Завершая характеристику социально-экономических взглядов Мандевиля, отметим, что он был родоначальником концепции, согласно которой производительными являются все профессии, даже самые непроизводительные. Если даже прихоти и капризы способствуют занятости населения и вызывают к жизни новые производства, то почему не могут быть полезными и преступления? Вор, укравший деньги у богатого скряги, пускает их в обращение и тем самым приносит пользу обществу, а взломщики и грабители дают работу множеству ремесленников и кузнецов и заставляют техническую мысль изобретать новые виды запоров и замков. Вместе с тем, если бы не было преступников, то что бы делали чины уголовной юстиции, тюремщики, палачи и другие? Для динамичного, развивающегося общества всеобщей занятости с «производительной» точки зрения оказываются нужными и всевозможные непроизводительные профессии. Указывая на эти соображения автора «Басни о пчелах», К. Маркс в «Теориях прибавочной стоимости» вместе с тем заметил: «Только Мандевиль был, разумеется, бесконечно смелее и честнее проникнутых филистерским духом апологетов буржуазного общества» (1, 26, ч. I, 395).

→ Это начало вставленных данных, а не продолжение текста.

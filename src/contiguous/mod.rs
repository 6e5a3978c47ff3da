//! Contiguous-run pool allocator
//!
//! A fixed number of pools sharing one chunk layout. Requests larger than a
//! single chunk are served by a first-fit search for a run of adjacent free
//! chunks; release reverses the search with plain address arithmetic.
//!
//! ## Modules
//! - `allocator` - Run search, capacity accounting and the release path
//! - `chunk_map` - Per-pool chunk descriptors and run operations
//! - `config` - `(pool_size, chunk_size, pool_count)` configuration

pub mod allocator;
pub(crate) mod chunk_map;
pub mod config;

pub use allocator::ContiguousPoolAllocator;
pub use config::ContiguousConfig;
//! Shared allocator handles and the typed element surface
//!
//! Containers hold an [`AllocHandle`], not the allocator itself. Handles are
//! cheap to clone, all clones refer to the identical pool storage, and the
//! storage is dropped exactly once, when the last handle goes away. Equality
//! is identity of the storage, which is how containers decide whether two
//! handles can exchange allocations.
//!
//! The allocators are single-threaded by design, so the sharing primitive is
//! `Rc<RefCell<_>>` rather than an atomic one.

use core::fmt;
use core::mem;
use core::ptr::NonNull;
use std::cell::RefCell;
use std::rc::Rc;

use crate::error::{PoolError, Result};
use crate::traits::RawAllocator;

/// Lightweight, copyable reference to shared pool storage
pub struct AllocHandle<A> {
    shared: Rc<RefCell<A>>,
}

impl<A> AllocHandle<A> {
    /// Wraps an allocator in shared storage and returns the first handle
    pub fn new(allocator: A) -> Self {
        Self {
            shared: Rc::new(RefCell::new(allocator)),
        }
    }

    /// Runs a read-only query against the allocator, e.g. a stats snapshot
    pub fn with<R>(&self, query: impl FnOnce(&A) -> R) -> R {
        query(&self.shared.borrow())
    }

    /// Number of live handles to this storage
    pub fn handle_count(&self) -> usize {
        Rc::strong_count(&self.shared)
    }
}

impl<A: RawAllocator> AllocHandle<A> {
    /// Allocates `bytes` bytes from the shared allocator
    pub fn allocate_bytes(&self, bytes: usize) -> Result<NonNull<u8>> {
        self.shared.borrow_mut().allocate_bytes(bytes)
    }

    /// Returns `bytes` bytes previously allocated at `ptr`
    pub fn deallocate_bytes(&self, ptr: NonNull<u8>, bytes: usize) -> Result<()> {
        self.shared.borrow_mut().deallocate_bytes(ptr, bytes)
    }

    /// Allocates storage for `count` values of `T`
    ///
    /// A zero-sized request returns a dangling pointer that must not be
    /// deallocated through [`deallocate_for`](Self::deallocate_for) with a
    /// non-zero count.
    ///
    /// The pools have no notion of element alignment: a chunk address is
    /// only guaranteed to be aligned for `T` when the configured chunk size
    /// is a multiple of `align_of::<T>()`.
    pub fn allocate_for<T>(&self, count: usize) -> Result<NonNull<T>> {
        let bytes = mem::size_of::<T>()
            .checked_mul(count)
            .ok_or_else(|| PoolError::invalid_config("allocation size overflows"))?;
        if bytes == 0 {
            return Ok(NonNull::dangling());
        }
        Ok(self.allocate_bytes(bytes)?.cast())
    }

    /// Returns storage for `count` values of `T` allocated at `ptr`
    pub fn deallocate_for<T>(&self, ptr: NonNull<T>, count: usize) -> Result<()> {
        let bytes = mem::size_of::<T>()
            .checked_mul(count)
            .ok_or_else(|| PoolError::invalid_config("allocation size overflows"))?;
        if bytes == 0 {
            return Ok(());
        }
        self.deallocate_bytes(ptr.cast(), bytes)
    }

    /// Writes `value` into uninitialized storage at `ptr`
    ///
    /// The allocator has no opinion on element contents; this is a plain
    /// in-place write.
    ///
    /// # Safety
    /// `ptr` must point at valid, properly aligned storage for `T` obtained
    /// from this allocator, and must not already hold a live `T`.
    pub unsafe fn construct_at<T>(&self, ptr: NonNull<T>, value: T) {
        // SAFETY: validity and alignment are the caller's contract.
        unsafe { ptr.as_ptr().write(value) }
    }

    /// Drops the `T` at `ptr` in place, leaving the storage allocated
    ///
    /// # Safety
    /// `ptr` must point at a live, properly aligned `T` that is not dropped
    /// again afterwards.
    pub unsafe fn destroy_at<T>(&self, ptr: NonNull<T>) {
        // SAFETY: liveness and alignment are the caller's contract.
        unsafe { ptr.as_ptr().drop_in_place() }
    }
}

impl<A> Clone for AllocHandle<A> {
    fn clone(&self) -> Self {
        Self {
            shared: Rc::clone(&self.shared),
        }
    }
}

/// Two handles are equal iff they reference the identical pool storage
impl<A> PartialEq for AllocHandle<A> {
    fn eq(&self, other: &Self) -> bool {
        Rc::ptr_eq(&self.shared, &other.shared)
    }
}

impl<A> Eq for AllocHandle<A> {}

impl<A> fmt::Debug for AllocHandle<A> {
    fn fmt(&self, f: &mut fmt::Formatter<'_>) -> fmt::Result {
        f.debug_struct("AllocHandle")
            .field("storage", &Rc::as_ptr(&self.shared))
            .field("handles", &Rc::strong_count(&self.shared))
            .finish()
    }
}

Да, Мандевиль видел даже самые крайние следствия, которые вытекали из рассматриваемой им модели социально-экономических отношений. Но сам он твердо стоял на позиции правового мировоззрения. Он считал, что пороки частных лиц складываются в благо общественного целого лишь в условиях политического управления, для которого законы имеют то же значение, что «жизненные духи» для тел одушевленных существ. И неоднократно предостерегал читателей от неверного толкования своей концепции как оправдывающей или даже провоцирующей в обществе преступность. Некоторые усматривали здесь непоследовательность или даже противоречие во взглядах Мандевиля. Однако источник этого противоречия в конечном счете коренился в самой социальной действительности. Общество, которое создавало свое богатство всеми средствами, в том числе и преступными, вместе с тем нуждалось и в защите своего богатства от преступных посягательств. И Мандевиль, который стремился правдоподобно описать это общество, не мог предпочесть требования абстрактной логики чувству живой реальности.

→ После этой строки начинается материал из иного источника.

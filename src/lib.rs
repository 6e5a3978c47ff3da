//! Fixed-size chunk pool allocators for generic container types
//!
//! This crate provides two independent chunk-based allocator designs that
//! satisfy container allocation requests faster and with less fragmentation
//! than a general-purpose heap:
//!
//! - [`sized::PoolRegistry`] routes each request to the smallest pool whose
//!   fixed chunk size can hold it, then probes larger size classes for
//!   capacity.
//! - [`contiguous::ContiguousPoolAllocator`] keeps a fixed number of pools
//!   with one shared chunk layout and serves multi-chunk requests from runs
//!   of adjacent free chunks.
//!
//! Both designs acquire all pool memory once at construction, release it
//! once at destruction, and never resize a chunk. Containers hold an
//! [`AllocHandle`], a cheap copyable reference to shared pool storage whose
//! equality is storage identity.
//!
//! The allocators are deliberately single-threaded; concurrent use without
//! external synchronization is out of scope.
//!
//! # Example
//!
//! ```
//! use chunk_pool::{AllocHandle, PoolRegistry, SizedConfig};
//!
//! fn main() -> chunk_pool::Result<()> {
//!     let config = SizedConfig::new().with_pool(64, 8).with_pool(32, 64);
//!     let handle = AllocHandle::new(PoolRegistry::new(&config)?);
//!
//!     let ptr = handle.allocate_bytes(10)?; // routed to the 64-byte pool
//!     handle.deallocate_bytes(ptr, 10)?;
//!     Ok(())
//! }
//! ```

#![warn(missing_docs)]

pub mod contiguous;
pub mod error;
pub mod handle;
pub mod sized;
pub mod traits;

mod utils;

pub use contiguous::{ContiguousConfig, ContiguousPoolAllocator};
pub use error::{PoolError, Result};
pub use handle::AllocHandle;
pub use sized::{PoolRegistry, PoolSpec, SizedConfig};
pub use traits::{MemoryUsage, RawAllocator};

/// Library version
pub const VERSION: &str = env!("CARGO_PKG_VERSION");
//! Size-routed allocator configuration

use crate::error::{PoolError, Result};

/// One pool specification: how many chunks and how large each chunk is
#[derive(Debug, Clone, Copy, PartialEq, Eq)]
pub struct PoolSpec {
    /// Number of chunks the pool holds
    pub chunk_count: usize,
    /// Size of each chunk in bytes; doubles as the pool's size class
    pub chunk_size: usize,
}

/// Configuration for [`PoolRegistry`](crate::sized::PoolRegistry)
///
/// One [`PoolSpec`] per pool. Duplicate chunk sizes are permitted; the
/// registry keeps them as separate pools and visits both during routing.
#[derive(Debug, Clone, Default, PartialEq, Eq)]
pub struct SizedConfig {
    /// Pool specifications, in any order
    pub pools: Vec<PoolSpec>,
}

impl SizedConfig {
    /// Creates an empty configuration
    pub fn new() -> Self {
        Self::default()
    }

    /// Adds one pool of `chunk_count` chunks of `chunk_size` bytes
    #[must_use]
    pub fn with_pool(mut self, chunk_count: usize, chunk_size: usize) -> Self {
        self.pools.push(PoolSpec {
            chunk_count,
            chunk_size,
        });
        self
    }

    /// Builds a configuration from `(chunk_count, chunk_size)` pairs
    pub fn from_pairs(pairs: impl IntoIterator<Item = (usize, usize)>) -> Self {
        Self {
            pools: pairs
                .into_iter()
                .map(|(chunk_count, chunk_size)| PoolSpec {
                    chunk_count,
                    chunk_size,
                })
                .collect(),
        }
    }

    pub(crate) fn validate(&self) -> Result<()> {
        if self.pools.is_empty() {
            return Err(PoolError::invalid_config("at least one pool is required"));
        }
        for spec in &self.pools {
            if spec.chunk_count == 0 {
                return Err(PoolError::invalid_config("chunk count must be non-zero"));
            }
            if spec.chunk_size == 0 {
                return Err(PoolError::invalid_config("chunk size must be non-zero"));
            }
        }
        Ok(())
    }
}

Итак, он считал, что стране нужен правопорядок — мудрые, неукоснительно выполняющиеся законы и беспристрастное правосудие. Преступника создает возможность совершать преступление. А такую возможность открывают не только небрежность при запирании дверей и окон, мягкосердечие присяжных и судей и частые помилования, но и прежде всего многочисленные примеры тех, кто, как всем известно, виновен, однако ухитряется избежать наказания. Мало кто предпочитает безопасность общества своему собственному покою и благополучию. Это касается и тех, кто призван осуществлять правосудие. Между тем если бы люди не имели оснований сомневаться в том, что преступление всегда повлечет за собой должное наказание, то и самих преступлений, и казней было бы намного меньше, чем теперь. «Поэтому там, где законы просты и суровы, всякие послабления при их выполнении, мягкость присяжных и частые помилования в основном представляют собой гораздо большую жестокость по отношению к густонаселенному государству или королевству, чем применение дыбы и самых изощренных пыток» (2, 247).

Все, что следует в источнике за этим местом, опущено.